Sometimes the discussion is about whatever topic is on the page and two disagreeing sides just get carried away, other times someone makes a typo and it turns into people disgracing each other's family members. Either way, anything goes. People can give fake names on these accounts, and nobody has the time or energy invested in an internet argument to trace an IP address, which results in nobody thinking twice about what they are saying.
I believe publications that have decided to take down their comments are making a smart move that doesn't hurt them too badly anyways. What's the difference between commenting at the bottom of the page and opening a new tab to tweet at the publication? As far as interaction with the stories go, cutting out the comments section should only cut off the voices of those who go too far. Your real name and life are attached to your Twitter/Facebook profile, and employers have been known to swiftly deploy the boot to any pea brains that embarrass the company on twitter. The genuinely interested and intelligent voices will have no problem taking to social media to give feedback on your post.

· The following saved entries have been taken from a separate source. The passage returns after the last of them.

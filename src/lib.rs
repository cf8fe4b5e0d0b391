//! # zipvfs
//!
//! Read-only ZIP/Zip64 browsing for file managers and thumbnailers.
//!
//! An archive is parsed once (trailer, Zip64 records, central directory)
//! and the resulting entry list is cached until the file's modification
//! time changes. Directory levels are served from that list, and single
//! entries are extracted on demand to content-addressed files that are
//! reused on later requests.
//!
//! ## Features
//!
//! - Support for ZIP64 format (archives larger than 4GB)
//! - Self-extracting and otherwise prefixed archives
//! - Legacy filename encodings (Latin-1, Windows-1252, Mac OS Roman, Shift-JIS)
//! - Support for STORED (uncompressed) and DEFLATE compression methods
//! - Damaged central directories yield the entries that could be read
//!
//! ## Example
//!
//! ```no_run
//! use std::path::Path;
//! use zipvfs::{ArchiveBrowser, BrowserConfig};
//!
//! fn main() -> zipvfs::Result<()> {
//!     let browser = ArchiveBrowser::new(BrowserConfig::default())?;
//!     let archive = Path::new("photos.zip");
//!
//!     for entry in browser.list(archive, "")? {
//!         println!("{}{}", entry.name, if entry.is_directory { "/" } else { "" });
//!     }
//!
//!     let local = browser.extract_by_path("2020/beach.jpg", archive)?;
//!     println!("extracted to {}", local.display());
//!     Ok(())
//! }
//! ```

pub mod browser;
pub mod cache;
pub mod cli;
pub mod config;
pub mod error;
pub mod io;
pub mod zip;

pub use browser::{ArchiveBrowser, BrowserStats};
pub use cache::CachedArchive;
pub use cli::Cli;
pub use config::BrowserConfig;
pub use error::{Error, Result};
pub use io::{LocalFileReader, ReadAt};
pub use zip::{ArchiveEntry, CompressionMethod, ZipExtractor, ZipParser, entries_at_path};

People could, and probably do, make fake Twitter and Facebook profiles, but at least then it's more associated with their Twitter account and not on your website. Either way it's their thought, but it eliminates a potential "are these the types of people that read this site?" train of thought. They're still people with nothing to better to do than writing gratuitous comments, but it's in more of a public forum and its easier to isolate them by clicking on their profile.
(Photo from richmond.com)
The idea of a forum comment section is innovative and ambitious in theory, but what is asking a question going to do to the people who are just there to attack people and argue their point to the angrily typed death? It will steer the discussion, but the expletives dropped in the comment section do not tend to come within the first few responses. It is after the discussion is left to stew for a few days that people start getting a bit off topic.
The people who tell you that they know your girlfriend pretty well on the internet are going to be around for quite some time, as the internet seems capable of standing the tests of time. As long as there is an internet for lonely people to bring others down, they will continue their keyboard assaults. The only thing that we can individually do to slow the problem is to not be part of it, and don't give those who are the time of day.